Der Wind frischte in einzelnen Böen auf. Mit den Wellen lief die Schebecke auf Mannar zu, segelte nach Nordwesten, dann wieder nach Südosten, einmal nach Nordosten und wieder südwärts. Die Seewölfe zitterten förmlich, aber noch immer brummten sie nicht auf. Vielleicht gab es nur die sprichwörtlichen paar Handbreiten Wasser unter dem Kiel, aber das Schiff lief nicht auf, schrammte nicht durch den Grund und segelte frei.
Die Atemzüge addierten sich zu Minuten, die Minuten zu halben Stunden, und endlich verblichen die Sterne. Längst war der Mond hinter der Kimm, hinter Dunstschleiern an Land oder fernen, unsichtbaren Bergen versunken. Schwach leuchteten die breiten Spuren der Heckwelle, und grau in grau zeichneten sich allmählich die Umrisse des Landes ab.
„Alles bereit, Mister Conroy?“ rief der Seewolf, den Geschmack des letzten Schluckes Rum noch auf der Zunge.

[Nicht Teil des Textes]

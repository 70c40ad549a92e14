//! Scene-wide lighting and the star backdrop.
//!
//! These nodes never change once a scene is built: an ambient fill light, one
//! directional key light and a deterministic shell of background stars.

use std::f64::consts::TAU;
use std::sync::Arc;

use glam::DVec3;
use rand::{Rng, SeedableRng};
use rand_chacha::ChaCha8Rng;
use serde::{Deserialize, Serialize};

use crate::body::positive;
use crate::compose::{Geometry, Light, NodeKind, RenderNode};
use crate::error::DescriptorError;

/// A directional light shining from `position` toward the origin.
#[derive(Clone, Copy, Debug, PartialEq, Serialize, Deserialize)]
pub struct DirectionalLight {
    pub position: DVec3,
    pub intensity: f32,
}

/// Shape of the star shell.
#[derive(Clone, Copy, Debug, PartialEq, Serialize, Deserialize)]
#[serde(default)]
pub struct StarfieldSettings {
    /// Inner radius of the shell.
    pub radius: f64,
    /// Thickness of the shell beyond `radius`.
    pub depth: f64,
    pub count: u32,
    /// Upper bound of a star's point size.
    pub factor: f32,
    /// Color saturation in `0..=1`. Zero draws every star white.
    pub saturation: f32,
    /// Whether stars fade toward the edge of their point sprite.
    pub fade: bool,
}

impl Default for StarfieldSettings {
    fn default() -> Self {
        Self {
            radius: 100.0,
            depth: 50.0,
            count: 5000,
            factor: 4.0,
            saturation: 0.0,
            fade: true,
        }
    }
}

/// Static lighting and stars surrounding the system.
#[derive(Clone, Debug, PartialEq, Serialize, Deserialize)]
#[serde(default)]
pub struct Backdrop {
    pub ambient_intensity: f32,
    pub directional: DirectionalLight,
    pub stars: StarfieldSettings,
}

impl Default for Backdrop {
    fn default() -> Self {
        Self {
            ambient_intensity: 0.8,
            directional: DirectionalLight {
                position: DVec3::new(10.0, 10.0, 5.0),
                intensity: 1.0,
            },
            stars: StarfieldSettings::default(),
        }
    }
}

impl Backdrop {
    /// Checks light intensities and the star shell extents.
    pub fn validate(&self) -> Result<(), DescriptorError> {
        for intensity in [self.ambient_intensity, self.directional.intensity] {
            if !intensity.is_finite() || intensity < 0.0 {
                return Err(DescriptorError::InvalidLight(intensity));
            }
        }
        if !self.directional.position.is_finite() || self.directional.position == DVec3::ZERO {
            return Err(DescriptorError::NotPositive {
                field: "directional.position",
                value: self.directional.position.length(),
            });
        }

        let stars = &self.stars;
        positive("stars.radius", stars.radius)?;
        positive("stars.factor", f64::from(stars.factor))?;
        if !stars.depth.is_finite() || stars.depth < 0.0 {
            return Err(DescriptorError::Negative {
                field: "stars.depth",
                value: stars.depth,
            });
        }
        if !(0.0..=1.0).contains(&stars.saturation) {
            return Err(DescriptorError::OutOfUnitRange {
                field: "stars.saturation",
                value: f64::from(stars.saturation),
            });
        }
        Ok(())
    }
}

/// One background star.
#[derive(Clone, Copy, Debug, PartialEq, Serialize)]
pub struct StarPoint {
    /// World position inside the star shell.
    pub position: DVec3,
    /// Point size, between half of and the full size factor.
    pub size: f32,
}

/// Generates a deterministic star shell from a seed.
pub struct StarfieldGenerator {
    seed: u64,
    settings: StarfieldSettings,
}

impl StarfieldGenerator {
    pub fn new(seed: u64, settings: StarfieldSettings) -> Self {
        Self { seed, settings }
    }

    /// Generate the stars. Deterministic for a given seed.
    ///
    /// Directions are uniform on the sphere. Distances walk inward from the
    /// outer edge of the shell, so the field stays within
    /// `radius..=radius + depth`.
    pub fn generate(&self) -> Vec<StarPoint> {
        let StarfieldSettings {
            radius,
            depth,
            count,
            factor,
            ..
        } = self.settings;

        let mut rng = ChaCha8Rng::seed_from_u64(self.seed);
        let mut stars = Vec::with_capacity(count as usize);
        let step = if count == 0 { 0.0 } else { depth / f64::from(count) };
        let mut distance = radius + depth;

        for _ in 0..count {
            distance -= step * rng.random::<f64>();

            let theta = rng.random::<f64>() * TAU;
            let phi = (1.0 - 2.0 * rng.random::<f64>()).acos();
            let direction = DVec3::new(phi.sin() * theta.cos(), phi.sin() * theta.sin(), phi.cos());

            let size = (0.5 + 0.5 * rng.random::<f32>()) * factor;

            stars.push(StarPoint {
                position: direction * distance,
                size,
            });
        }

        stars
    }
}

/// Composes the ambient light, the directional light and the star shell.
///
/// `star_seed` fixes the star placement.
pub fn compose_backdrop(backdrop: &Backdrop, star_seed: u64) -> Vec<RenderNode> {
    let stars: Arc<[StarPoint]> = StarfieldGenerator::new(star_seed, backdrop.stars)
        .generate()
        .into();

    vec![
        RenderNode {
            kind: NodeKind::Light,
            position: None,
            geometry: Geometry::Empty,
            texture: None,
            light: Some(Light::ambient(backdrop.ambient_intensity)),
            pick: None,
        },
        RenderNode {
            kind: NodeKind::Light,
            position: Some(backdrop.directional.position),
            geometry: Geometry::Empty,
            texture: None,
            light: Some(Light::directional(backdrop.directional.intensity)),
            pick: None,
        },
        RenderNode {
            kind: NodeKind::Starfield,
            position: None,
            geometry: Geometry::Points {
                stars,
                saturation: backdrop.stars.saturation,
                fade: backdrop.stars.fade,
            },
            texture: None,
            light: None,
            pick: None,
        },
    ]
}
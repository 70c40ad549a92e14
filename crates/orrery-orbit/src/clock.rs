//! Converts an external monotonic timestamp into per-frame elapsed time.

/// Per-scene frame clock.
///
/// Remembers the previous timestamp and hands out the difference. The first
/// tick yields zero, and a timestamp that goes backwards yields zero instead of
/// a negative delta so bodies never run in reverse.
#[derive(Clone, Debug, Default)]
pub struct OrbitalClock {
    last_timestamp: Option<f64>,
}

impl OrbitalClock {
    /// Creates a clock that has not seen any timestamp yet.
    pub fn new() -> Self {
        Self::default()
    }

    /// Records `now` (seconds) and returns the elapsed time since the previous tick.
    pub fn tick(&mut self, now: f64) -> f64 {
        if !now.is_finite() {
            log::debug!("ignoring non-finite timestamp {now}");
            return 0.0;
        }

        let Some(last) = self.last_timestamp.replace(now) else {
            return 0.0;
        };

        let delta = now - last;
        if delta < 0.0 {
            log::debug!(
                "timestamp went backwards by {:.6}s, clamping delta to zero",
                -delta
            );
            return 0.0;
        }
        delta
    }

    /// The most recent timestamp, or `None` before the first tick.
    pub fn last_timestamp(&self) -> Option<f64> {
        self.last_timestamp
    }
}
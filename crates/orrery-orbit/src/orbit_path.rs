//! Closed polyline samples of orbit circles, used for the guide rings.

use std::f64::consts::TAU;
use std::sync::Arc;

use glam::DVec3;
use rustc_hash::FxHashMap;
use serde::Serialize;

/// Number of segments in a guide path. The path holds one more point than this
/// so the last point closes the loop onto the first.
pub const PATH_SEGMENTS: usize = 64;

/// A circle of a given radius in the orbital plane, sampled as a closed polyline.
#[derive(Clone, Debug, PartialEq, Serialize)]
pub struct OrbitPath {
    radius: f64,
    points: Vec<DVec3>,
}

impl OrbitPath {
    /// Radius the path was sampled at.
    pub fn radius(&self) -> f64 {
        self.radius
    }

    /// The `PATH_SEGMENTS + 1` sample points, starting and ending at angle zero.
    pub fn points(&self) -> &[DVec3] {
        &self.points
    }
}

/// Samples a circle of `radius` at evenly spaced angles over `[0, 2π]` inclusive.
pub fn build_path(radius: f64) -> OrbitPath {
    let points = (0..=PATH_SEGMENTS)
        .map(|i| {
            let angle = (i as f64 / PATH_SEGMENTS as f64) * TAU;
            DVec3::new(angle.cos() * radius, 0.0, angle.sin() * radius)
        })
        .collect();
    OrbitPath { radius, points }
}

/// Memoizes guide paths per distinct radius.
#[derive(Debug, Default)]
pub struct OrbitPathCache {
    paths: FxHashMap<u64, Arc<OrbitPath>>,
}

impl OrbitPathCache {
    pub fn new() -> Self {
        Self::default()
    }

    /// Returns the shared path for `radius`, building it on first request.
    pub fn get_or_build(&mut self, radius: f64) -> Arc<OrbitPath> {
        let path = self.paths.entry(radius.to_bits()).or_insert_with(|| {
            log::trace!("building guide path for radius {radius}");
            Arc::new(build_path(radius))
        });
        Arc::clone(path)
    }

    /// Number of distinct radii cached so far.
    pub fn len(&self) -> usize {
        self.paths.len()
    }

    pub fn is_empty(&self) -> bool {
        self.paths.is_empty()
    }
}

„Feuerbereit, Sir“, antwortete Al Conroy mit einer Stimme, die ebenso von der Müdigkeit gezeichnet war wie seine Bewegungen.
Ben Brighton rechnete, verglich und schätzte ab. Er würde versuchen, die Schebecke mit der Steuerbordbreitseite, kurz bevor sie nach Nordwesten abdrehen mußten, dicht vor der Bucht vorbeisegeln zu lassen. Dann konnte Al Conroy, wenn es sein mußte, alle sechs Culverinen abfeuern.
Die letzten Sterne waren verschwunden.
Über dem Wasser und über der Insel breiteten sich verschiedene Abstufungen von Grau und Schwarz aus. Vage und schemenhaft zeichneten sich Hügel und die Wipfel des Waldes ab. Niemand konnte mit Sicherheit sagen, ob das, was man sah, auch wirklich war.
Dunkelblau, an der Grenze zur reinen Schwärze, so breitete sich die See um das Schiff aus, nur unterbrochen von den winzigen Schaumkronen der Wellen. Wenn es noch Fackeln oder Lichter im Bereich des Hafens gab, so verschmolzen die winzigen Lichter mit dem fahlen Grau des frühen Tages, der bevorstehenden Morgendämmerung.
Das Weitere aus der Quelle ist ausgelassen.